→ MATERIAL PROVIDED:
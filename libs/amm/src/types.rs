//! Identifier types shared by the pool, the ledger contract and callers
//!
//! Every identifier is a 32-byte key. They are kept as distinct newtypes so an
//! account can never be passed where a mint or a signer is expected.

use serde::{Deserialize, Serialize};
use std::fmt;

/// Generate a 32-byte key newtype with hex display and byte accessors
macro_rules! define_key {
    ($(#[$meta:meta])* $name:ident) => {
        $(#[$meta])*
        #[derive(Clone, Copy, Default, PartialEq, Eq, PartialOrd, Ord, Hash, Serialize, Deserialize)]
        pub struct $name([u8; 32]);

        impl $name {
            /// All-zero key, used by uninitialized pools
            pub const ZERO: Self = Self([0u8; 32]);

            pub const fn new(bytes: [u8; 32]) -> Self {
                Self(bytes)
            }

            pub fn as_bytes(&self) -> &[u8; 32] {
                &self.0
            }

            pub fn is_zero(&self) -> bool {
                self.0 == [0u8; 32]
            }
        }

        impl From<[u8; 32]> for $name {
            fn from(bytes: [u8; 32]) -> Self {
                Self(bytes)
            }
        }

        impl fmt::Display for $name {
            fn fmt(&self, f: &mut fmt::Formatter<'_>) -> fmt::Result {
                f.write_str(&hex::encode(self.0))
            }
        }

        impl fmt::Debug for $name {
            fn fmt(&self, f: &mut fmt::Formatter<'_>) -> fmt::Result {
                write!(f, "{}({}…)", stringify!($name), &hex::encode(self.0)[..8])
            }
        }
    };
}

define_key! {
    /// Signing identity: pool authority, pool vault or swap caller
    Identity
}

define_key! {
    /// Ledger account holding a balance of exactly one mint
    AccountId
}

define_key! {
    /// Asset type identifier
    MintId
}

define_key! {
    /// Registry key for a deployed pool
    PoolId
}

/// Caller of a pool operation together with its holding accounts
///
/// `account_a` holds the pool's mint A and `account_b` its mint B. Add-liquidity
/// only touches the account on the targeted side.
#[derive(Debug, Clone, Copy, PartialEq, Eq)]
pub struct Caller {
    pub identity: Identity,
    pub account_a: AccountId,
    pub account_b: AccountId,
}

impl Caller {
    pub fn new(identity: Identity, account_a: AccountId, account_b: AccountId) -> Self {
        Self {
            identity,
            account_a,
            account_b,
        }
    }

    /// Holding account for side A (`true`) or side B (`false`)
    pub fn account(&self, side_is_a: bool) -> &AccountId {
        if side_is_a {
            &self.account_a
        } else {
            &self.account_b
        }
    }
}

...

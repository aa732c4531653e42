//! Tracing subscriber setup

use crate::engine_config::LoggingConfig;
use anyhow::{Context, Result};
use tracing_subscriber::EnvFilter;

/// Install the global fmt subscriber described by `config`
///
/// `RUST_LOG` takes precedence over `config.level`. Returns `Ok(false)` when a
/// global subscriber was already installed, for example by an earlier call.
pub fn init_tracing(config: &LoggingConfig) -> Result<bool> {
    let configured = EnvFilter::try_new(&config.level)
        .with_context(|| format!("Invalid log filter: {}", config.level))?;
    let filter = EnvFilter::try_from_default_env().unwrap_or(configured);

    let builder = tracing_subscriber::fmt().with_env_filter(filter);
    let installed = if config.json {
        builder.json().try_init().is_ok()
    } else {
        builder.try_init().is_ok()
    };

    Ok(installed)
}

→ ASSIGNMENT:
Return each line from the data where the string "level" can be found.

→ RESPONSE:
/// `RUST_LOG` takes precedence over `config.level`. Returns `Ok(false)` when a
    let configured = EnvFilter::try_new(&config.level)
        .with_context(|| format!("Invalid log filter: {}", config.level))?;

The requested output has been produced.